C. Add Take Profit for the hedge
Now tell SmartTrade when to close the Short in profit. In this example, you want the hedge to help if price drops to around 55,000 USDT. Open the Take Profit section.
Set:
Order Type: Limit or Market
Take Profit price or percentage, for example -8% from entry (roughly 55,000 if you entered at 60,000)
You can use:
A single Take Profit target for a clean hedge
Or Multiple Take Profit targets if you want to scale out as price falls
For a simple hedge, a single TP is usually enough.
D. Add Stop Loss to protect against price increases for BTC
Remember, if price increases by 10% and the hedge closes with Stop Loss at 3%, you are still 7% in profit on your Spot account, which helps offset the hedge loss.
Open the Stop Loss section.
Set:
Order Type: Conditional Market (so the hedge closes quickly if wrong)
Stop Loss price or percentage, for example +3% above entry
Optional:
Use Move to Breakeven if price first moves a bit in your favor
Use Trailing Stop Loss if you want the hedge to follow the price as it moves in your favor
Example:
Enter Short at 60,000
TP at 55,000
SL at 61,800
If price jumps above 61,800, the hedge closes and you keep your full Spot exposure.
Note: Stop Loss and Take Profit tools help reduce risk, but they do not guarantee an exact exit price, especially in fast or illiquid markets.
E. Review and Create the SmartTrade
Before you click Create Trade, check:
Direction: Short
Entry type and size: for example Market, 0.5 BTC
Take Profit: where you will close the hedge in profit
Stop Loss: where you will cut the hedge if wrong
Estimated PnL and risk/reward in the SmartTrade summary box
When ready:
1. Click Create trade.
2. Confirm the settings.
Your hedge SmartTrade is now live on the Futures account.
How the Hedge Works in Practice
Let’s look at two simple outcomes and see what happens to both positions and your net result.
A. Price drops to 55,000
Spot 1 BTC:
Value drops from 60,000 → 55,000
Unrealized loss: -5,000 USDT
Short 0.5 BTC hedge:
Enters at 60,000, closes at 55,000
Price move: 60,000 - 55,000 = 5,000
Profit on 0.5 BTC: 0.5 × 5,000 = +2,500 USDT (before fees and funding)

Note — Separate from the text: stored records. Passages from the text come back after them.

use clap::ArgMatches;
use envscope_core::launch::load_config_for;
use envscope_core::{Environment, EnvscopeError, TargetRegistry};
use tracing::{error, info};

use super::config_path;

pub(crate) fn handle_list_targets(matches: &ArgMatches, snapshot: &Environment) -> i32 {
    let loaded = match load_config_for(config_path(matches).as_deref(), snapshot) {
        Ok(loaded) => loaded,
        Err(e) => {
            eprintln!("❌ Failed to load config: {}", e);
            error!(
                event = "cli.list_targets_failed",
                error_code = e.error_code(),
                error = %e
            );
            return envscope_core::LAUNCHER_FAILURE_EXIT_CODE;
        }
    };

    let names = TargetRegistry::new(&loaded.config).names();
    for name in &names {
        println!("{}", name);
    }

    info!(event = "cli.list_targets_completed", count = names.len());
    0
}
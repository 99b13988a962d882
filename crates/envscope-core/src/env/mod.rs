//! Environment values passed to spawned processes.
//!
//! [`capture`] is the only place the ambient process environment is read.
//! Everything downstream works on explicit [`Environment`] values, and the
//! narrow environments are built up from nothing by [`ScopedEnvBuilder`].

pub mod builder;
pub mod errors;
pub mod snapshot;

pub use builder::ScopedEnvBuilder;
pub use errors::EnvError;
pub use snapshot::{Environment, capture};
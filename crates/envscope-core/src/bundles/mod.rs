//! Pre-generated list of envoy bundles handed to the launched editor.
//!
//! Scanning every bundle root on each launch is slow, so the intermediary
//! writes the discovered bundle paths to `local_bundles.json` and points the
//! target at it. The scan is repeated only when the cache is stale.

pub mod cache;
pub mod discovery;
pub mod errors;

pub use cache::{BundleCache, default_cache_dir, prepare_bundles};
pub use discovery::{BUNDLE_MARKER_DIR, discover_bundles, scan_mtimes, split_roots};
pub use errors::BundleError;

/// Variables consulted when locating the default cache directory.
pub const BUNDLE_LOCATION_VARS: &[&str] = &["LOCALAPPDATA", "XDG_DATA_HOME", "HOME"];
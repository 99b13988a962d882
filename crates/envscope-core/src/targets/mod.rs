pub mod backends;
pub mod errors;
pub mod registry;
pub mod resolve;
pub mod traits;
pub mod types;

// Re-export public API
pub use errors::TargetError;
pub use registry::TargetRegistry;
pub use resolve::resolve_executable;
pub use traits::TargetBackend;
pub use types::TargetDefinition;
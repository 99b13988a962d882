use crate::errors::EnvscopeError;

#[derive(Debug, thiserror::Error)]
pub enum TargetError {
    #[error("Unknown target '{name}'. Known targets: {known}")]
    UnknownTarget { name: String, known: String },

    #[error("Cannot locate executable for target '{target}'. Tried: {tried}")]
    ExecutableNotFound { target: String, tried: String },
}

impl EnvscopeError for TargetError {
    fn error_code(&self) -> &'static str {
        match self {
            TargetError::UnknownTarget { .. } => "UNKNOWN_TARGET",
            TargetError::ExecutableNotFound { .. } => "TARGET_EXECUTABLE_NOT_FOUND",
        }
    }

    fn is_user_error(&self) -> bool {
        true
    }
}
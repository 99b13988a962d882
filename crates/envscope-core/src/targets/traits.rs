use super::types::TargetDefinition;

/// A target with built-in knowledge of how it is installed and launched.
///
/// Config files can override any field of the definition a backend returns.
pub trait TargetBackend: Send + Sync {
    /// The registered target name.
    fn name(&self) -> &'static str;

    /// The display name for user-facing messages.
    fn display_name(&self) -> &'static str;

    /// Alternative names accepted on the command line.
    fn aliases(&self) -> &'static [&'static str] {
        &[]
    }

    /// The definition used when the config file says nothing about this target.
    fn default_definition(&self, env: &crate::env::Environment) -> TargetDefinition;
}
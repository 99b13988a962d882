use clap::{Arg, ArgAction, Command};

pub fn build_cli() -> Command {
    Command::new("envscope-wrapper")
        .about("Resolve a target and run it with its scoped environment")
        .version(env!("CARGO_PKG_VERSION"))
        .arg(
            Arg::new("verbose")
                .short('v')
                .long("verbose")
                .help("Enable verbose logging output")
                .action(ArgAction::SetTrue),
        )
        .arg(
            Arg::new("config")
                .long("config")
                .value_name("PATH")
                .help("Config file handed down by the launcher"),
        )
        .arg(
            Arg::new("refresh-bundles")
                .long("refresh-bundles")
                .help("Rebuild the bundle cache even if it looks current")
                .action(ArgAction::SetTrue),
        )
        .arg(
            Arg::new("target")
                .help("Target to launch")
                .required(true)
                .index(1),
        )
        .arg(
            Arg::new("args")
                .help("Arguments forwarded verbatim to the target")
                .num_args(0..)
                .trailing_var_arg(true)
                .allow_hyphen_values(true)
                .index(2),
        )
}

#[cfg(test)]
mod tests {
    use super::*;

    #[test]
    fn test_cli_build() {
        build_cli().debug_assert();
    }

    #[test]
    fn test_launcher_argv_shape() {
        let matches = build_cli()
            .try_get_matches_from([
                "envscope-wrapper",
                "--config",
                "/etc/envscope.toml",
                "--refresh-bundles",
                "--verbose",
                "vscode",
                "--",
                "--config",
                "x",
            ])
            .unwrap();
        assert_eq!(matches.get_one::<String>("config").unwrap(), "/etc/envscope.toml");
        assert!(matches.get_flag("refresh-bundles"));
        assert_eq!(matches.get_one::<String>("target").unwrap(), "vscode");
        let args: Vec<&String> = matches.get_many::<String>("args").unwrap().collect();
        assert_eq!(args, vec!["--config", "x"]);
    }
}
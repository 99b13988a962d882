use crate::errors::EnvscopeError;

#[derive(Debug, thiserror::Error)]
pub enum SpawnError {
    #[error("Executable not found: {program} ({message})")]
    ExecutableNotFound { program: String, message: String },

    #[error("Permission denied executing {program}: {message}")]
    PermissionDenied { program: String, message: String },

    #[error("Failed to spawn {program}: {message}")]
    SpawnFailed { program: String, message: String },

    #[error("Failed waiting for {program}: {message}")]
    WaitFailed { program: String, message: String },

    #[error("Failed to install signal forwarding: {message}")]
    SignalSetup { message: String },

    #[error("Launch abandoned after signal {signal}")]
    Interrupted { signal: i32 },
}

impl SpawnError {
    pub(crate) fn from_io(program: &str, error: &std::io::Error) -> Self {
        let program = program.to_string();
        let message = error.to_string();
        match error.kind() {
            std::io::ErrorKind::NotFound => SpawnError::ExecutableNotFound { program, message },
            std::io::ErrorKind::PermissionDenied => {
                SpawnError::PermissionDenied { program, message }
            }
            _ => SpawnError::SpawnFailed { program, message },
        }
    }
}

impl EnvscopeError for SpawnError {
    fn error_code(&self) -> &'static str {
        match self {
            SpawnError::ExecutableNotFound { .. } => "SPAWN_EXECUTABLE_NOT_FOUND",
            SpawnError::PermissionDenied { .. } => "SPAWN_PERMISSION_DENIED",
            SpawnError::SpawnFailed { .. } => "SPAWN_FAILED",
            SpawnError::WaitFailed { .. } => "SPAWN_WAIT_FAILED",
            SpawnError::SignalSetup { .. } => "SPAWN_SIGNAL_SETUP_FAILED",
            SpawnError::Interrupted { .. } => "SPAWN_INTERRUPTED",
        }
    }

    fn is_user_error(&self) -> bool {
        matches!(
            self,
            SpawnError::ExecutableNotFound { .. }
                | SpawnError::PermissionDenied { .. }
                | SpawnError::Interrupted { .. }
        )
    }
}
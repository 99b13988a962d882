use std::path::{Path, PathBuf};

use envscope_config::{CONFIG_ENV_VAR, LoadedConfig, load_config, resolve_config_path};
use tracing::{error, info, warn};

use super::errors::LaunchError;
use super::planner::{IntermediaryCommand, LaunchPlan, ScopedLauncher};
use super::state::ChainState;
use super::types::LaunchResult;
use crate::env::Environment;
use crate::errors::ConfigError;
use crate::process;

/// What the user asked the launcher to do.
#[derive(Debug, Clone, Default)]
pub struct LauncherRequest {
    pub target: String,
    pub args: Vec<String>,
    pub inherit_env: bool,
    pub config_path: Option<PathBuf>,
    pub refresh_bundles: bool,
    pub verbose: bool,
}

/// Load the config the way both stages do: `--config`, then
/// `ENVSCOPE_CONFIG` from `snapshot`, then `~/.envscope/config.toml`.
pub fn load_config_for(
    explicit: Option<&Path>,
    snapshot: &Environment,
) -> Result<LoadedConfig, ConfigError> {
    let home = snapshot
        .get("HOME")
        .filter(|h| !h.trim().is_empty())
        .map(PathBuf::from)
        .or_else(dirs::home_dir);
    let location = resolve_config_path(explicit, snapshot.get(CONFIG_ENV_VAR), home.as_deref());
    load_config(location.as_ref())
}

/// Resolve config, target and intermediary without spawning anything.
pub fn plan_launch(
    request: &LauncherRequest,
    snapshot: &Environment,
) -> Result<LaunchPlan, LaunchError> {
    let loaded = load_config_for(request.config_path.as_deref(), snapshot)?;

    let current_exe = std::env::current_exe().ok();
    let cwd = std::env::current_dir().unwrap_or_else(|_| PathBuf::from("."));
    let intermediary =
        IntermediaryCommand::resolve(&loaded.config, snapshot, current_exe.as_deref(), &cwd)?;

    ScopedLauncher::new(&loaded.config, snapshot, intermediary)
        .with_config_path(loaded.path.as_deref())
        .with_refresh_bundles(request.refresh_bundles)
        .with_verbose(request.verbose)
        .plan(&request.target, &request.args, request.inherit_env)
}

/// Run the whole chain from the launcher's side and report the intermediary's
/// outcome, which carries the target's exit status.
pub fn run_launcher(
    request: &LauncherRequest,
    snapshot: &Environment,
) -> Result<LaunchResult, LaunchError> {
    info!(
        event = "core.launch.chain_started",
        target = %request.target,
        inherit_env = request.inherit_env,
        arg_count = request.args.len()
    );

    let mut state = ChainState::NotStarted;

    let plan = match plan_launch(request, snapshot) {
        Ok(plan) => plan,
        Err(e) => return Err(fail(&mut state, &request.target, e)),
    };

    let running = match process::start(&plan.intermediary) {
        Ok(running) => running,
        Err(e) => return Err(fail(&mut state, &request.target, e.into())),
    };
    state.start_intermediary()?;

    let result = match state.settle(running.finish()) {
        Ok(result) => result,
        Err(e) => {
            error!(event = "core.launch.chain_failed", target = %request.target, error = %e);
            return Err(e);
        }
    };

    info!(
        event = "core.launch.chain_completed",
        target = plan.target.name(),
        exit_code = result.exit_code()
    );
    Ok(result)
}

fn fail(state: &mut ChainState, target: &str, err: LaunchError) -> LaunchError {
    if let Err(transition) = state.fail(err.to_string()) {
        warn!(event = "core.launch.state_transition_failed", error = %transition);
    }
    error!(
        event = "core.launch.chain_failed",
        target = target,
        error = %err
    );
    err
}
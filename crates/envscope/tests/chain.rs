//! End-to-end tests running the launcher, the wrapper and a shell target.
#![cfg(unix)]

use std::ffi::OsStr;
use std::os::unix::ffi::OsStrExt;
use std::path::{Path, PathBuf};
use std::time::Duration;

use assert_cmd::Command;
use nix::sys::signal::{Signal, kill};
use nix::unistd::Pid;
use predicates::prelude::*;

fn envscope() -> Command {
    #[allow(deprecated)]
    Command::cargo_bin("envscope").expect("binary `envscope` should be built")
}

fn wrapper_path() -> PathBuf {
    PathBuf::from(env!("CARGO_BIN_EXE_envscope-wrapper"))
}

/// A config whose `shell` target is `sh` with `KEEP` and `PATH` passed through.
fn write_config(dir: &Path, intermediary: &[String]) -> PathBuf {
    let list = intermediary
        .iter()
        .map(|s| format!("{:?}", s))
        .collect::<Vec<_>>()
        .join(", ");
    let body = format!(
        r#"
[launcher]
intermediary = [{list}]

[targets.shell]
executable = "sh"

[targets.shell.environment]
pass = ["KEEP", "PATH"]
set = {{ FIXED = "1" }}
"#
    );
    let path = dir.join("config.toml");
    std::fs::write(&path, body).unwrap();
    path
}

fn wrapper_config(dir: &Path) -> PathBuf {
    write_config(dir, &[wrapper_path().display().to_string()])
}

fn caller(cmd: &mut Command) -> &mut Command {
    cmd.env("KEEP", "kept")
        .env("SECRET_TOKEN", "hunter2")
        .env_remove("ENVSCOPE_CONFIG")
}

#[test]
fn exit_code_passes_through_the_chain() {
    let dir = tempfile::tempdir().unwrap();
    let config = wrapper_config(dir.path());

    caller(&mut envscope())
        .arg("--config")
        .arg(&config)
        .args(["shell", "--", "-c", "exit 3"])
        .assert()
        .code(3);
}

#[test]
fn arguments_reach_target_in_order() {
    let dir = tempfile::tempdir().unwrap();
    let config = wrapper_config(dir.path());
    let out = dir.path().join("args.txt");

    caller(&mut envscope())
        .arg("--config")
        .arg(&config)
        .args(["shell", "--", "-c", r#"printf '%s\n' "$@" > "$0""#])
        .arg(&out)
        .args(["first", "with space", "--flag"])
        .assert()
        .success();

    assert_eq!(
        std::fs::read_to_string(&out).unwrap(),
        "first\nwith space\n--flag\n"
    );
}

#[test]
fn target_env_is_identical_with_and_without_inherit() {
    let dir = tempfile::tempdir().unwrap();
    let config = wrapper_config(dir.path());
    let scoped_out = dir.path().join("scoped.txt");
    let inherit_out = dir.path().join("inherit.txt");

    for (out, inherit) in [(&scoped_out, false), (&inherit_out, true)] {
        let mut cmd = envscope();
        caller(&mut cmd).arg("--config").arg(&config);
        if inherit {
            cmd.arg("--inherit-env");
        }
        cmd.args(["shell", "--", "-c", r#"env | sort > "$0""#])
            .arg(out)
            .assert()
            .success();
    }

    let scoped = std::fs::read_to_string(&scoped_out).unwrap();
    let inherited = std::fs::read_to_string(&inherit_out).unwrap();
    assert_eq!(scoped, inherited);
    assert!(scoped.contains("KEEP=kept"));
    assert!(scoped.contains("FIXED=1"));
    assert!(!scoped.contains("SECRET_TOKEN"));
}

#[test]
fn scoped_intermediary_does_not_see_undeclared_vars() {
    let dir = tempfile::tempdir().unwrap();
    let scoped_out = dir.path().join("scoped.txt");
    let inherit_out = dir.path().join("inherit.txt");

    for (out, inherit) in [(&scoped_out, false), (&inherit_out, true)] {
        let script = format!("env > {:?}", out.display().to_string());
        let config = write_config(
            dir.path(),
            &["/bin/sh".to_string(), "-c".to_string(), script, "wrapper".to_string()],
        );
        let mut cmd = envscope();
        caller(&mut cmd).arg("--config").arg(&config);
        if inherit {
            cmd.arg("--inherit-env");
        }
        cmd.arg("shell").assert().success();
    }

    let scoped = std::fs::read_to_string(&scoped_out).unwrap();
    let inherited = std::fs::read_to_string(&inherit_out).unwrap();
    assert!(scoped.contains("KEEP=kept"));
    assert!(!scoped.contains("SECRET_TOKEN"));
    assert!(inherited.contains("SECRET_TOKEN=hunter2"));
}

#[test]
fn unknown_target_exits_with_launcher_code() {
    let dir = tempfile::tempdir().unwrap();
    let config = wrapper_config(dir.path());

    caller(&mut envscope())
        .arg("--config")
        .arg(&config)
        .arg("doesnotexist")
        .assert()
        .code(125)
        .stderr(predicate::str::contains("doesnotexist"));
}

#[test]
fn missing_explicit_config_exits_with_launcher_code() {
    caller(&mut envscope())
        .args(["--config", "/nonexistent/envscope.toml", "shell"])
        .assert()
        .code(125);
}

#[test]
fn missing_target_argument_is_usage_error() {
    envscope().assert().code(2);
}

#[test]
fn list_targets_includes_builtins_and_config() {
    let dir = tempfile::tempdir().unwrap();
    let config = wrapper_config(dir.path());

    caller(&mut envscope())
        .arg("--config")
        .arg(&config)
        .arg("--list-targets")
        .assert()
        .success()
        .stdout(predicate::str::contains("vscode"))
        .stdout(predicate::str::contains("shell"));
}

#[test]
fn dry_run_prints_plan_without_values() {
    let dir = tempfile::tempdir().unwrap();
    let config = wrapper_config(dir.path());

    caller(&mut envscope())
        .arg("--config")
        .arg(&config)
        .args(["--dry-run", "shell", "--", "-c", "exit 1"])
        .assert()
        .success()
        .stdout(predicate::str::contains("Target:       shell"))
        .stdout(predicate::str::contains("KEEP"))
        .stdout(predicate::str::contains("hunter2").not());
}

#[test]
fn non_unicode_caller_variable_does_not_stop_the_launch() {
    let dir = tempfile::tempdir().unwrap();
    let config = wrapper_config(dir.path());

    caller(&mut envscope())
        .env("UNRELATED_LATIN1", OsStr::from_bytes(b"caf\xe9"))
        .arg("--config")
        .arg(&config)
        .args(["shell", "--", "-c", "exit 0"])
        .assert()
        .success();
}

/// Start the launcher, let it reach `shell`'s command, then send SIGTERM.
fn terminate_launcher(config: &Path, script: &str) -> std::process::ExitStatus {
    let mut child = std::process::Command::new(env!("CARGO_BIN_EXE_envscope"))
        .env_remove("ENVSCOPE_CONFIG")
        .arg("--config")
        .arg(config)
        .args(["shell", "--", "-c", script])
        .spawn()
        .unwrap();

    std::thread::sleep(Duration::from_millis(500));
    kill(Pid::from_raw(child.id() as i32), Signal::SIGTERM).unwrap();
    child.wait().unwrap()
}

#[test]
fn terminating_the_launcher_stops_a_running_target() {
    let dir = tempfile::tempdir().unwrap();
    let config = wrapper_config(dir.path());
    let marker = dir.path().join("finished");

    let status = terminate_launcher(
        &config,
        &format!("sleep 30; touch {:?}", marker.display().to_string()),
    );

    assert_eq!(status.code(), Some(143));
    assert!(!marker.exists());
}

#[test]
fn terminating_the_launcher_before_the_target_spawns_starts_nothing() {
    let dir = tempfile::tempdir().unwrap();
    let marker = dir.path().join("target-started");
    let config = write_config(
        dir.path(),
        &[
            "/bin/sh".to_string(),
            "-c".to_string(),
            format!("sleep 30; touch {:?}", marker.display().to_string()),
            "wrapper".to_string(),
        ],
    );

    let status = terminate_launcher(&config, "exit 0");

    assert_eq!(status.code(), Some(143));
    assert!(!marker.exists());
}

Net effect (ignoring fees and funding for simplicity):
Spot: -5,000
Hedge: +2,500
Net: -2,500 USDT
Even though you see an unrealized loss on Spot, you can say the hedge protected 2,500 USDT of your BTC’s value. Without a hedge, your Spot value would show a 5,000 USDT drop. With the hedge, the effective drop is reduced to 2,500 USDT.
B. Price rises to 62,000
Spot 1 BTC:
Value increases from 60,000 → 62,000
Unrealized gain: +2,000 USDT
Short 0.5 BTC hedge:
Price moves against you
If Stop Loss is at 61,800, the hedge closes there
Price move: 61,800 - 60,000 = 1,800
Loss on 0.5 BTC: 0.5 × 1,800 = -900 USDT (before fees and funding)
Net effect (again, ignoring fees and funding):
Spot: +2,000
Hedge: -900
Net: +1,100 USDT
You still make money because price went up, but a bit less than if you had no hedge.
This is the idea behind the strategy: you accept a small, controlled cost when the market moves up to reduce the loss if the market drops.
Managing the Hedge SmartTrade
Once the SmartTrade is live, you can:
Edit Take Profit or Stop Loss if the market changes
Close the hedge early at Market if you no longer need protection
Add or reduce funds if you want to change the hedge size (use with care)
When Not to Use This Strategy
Skip this use case if:
You are not comfortable with Futures, leverage, or liquidation risk
You do not understand funding payments or how they can eat into hedge profits over time
You are trying to “win on both sides” instead of using the Short purely as a risk reduction tool
Hedging is a tool, not a magic shield. It can make your trading more complex if you use it without a clear plan.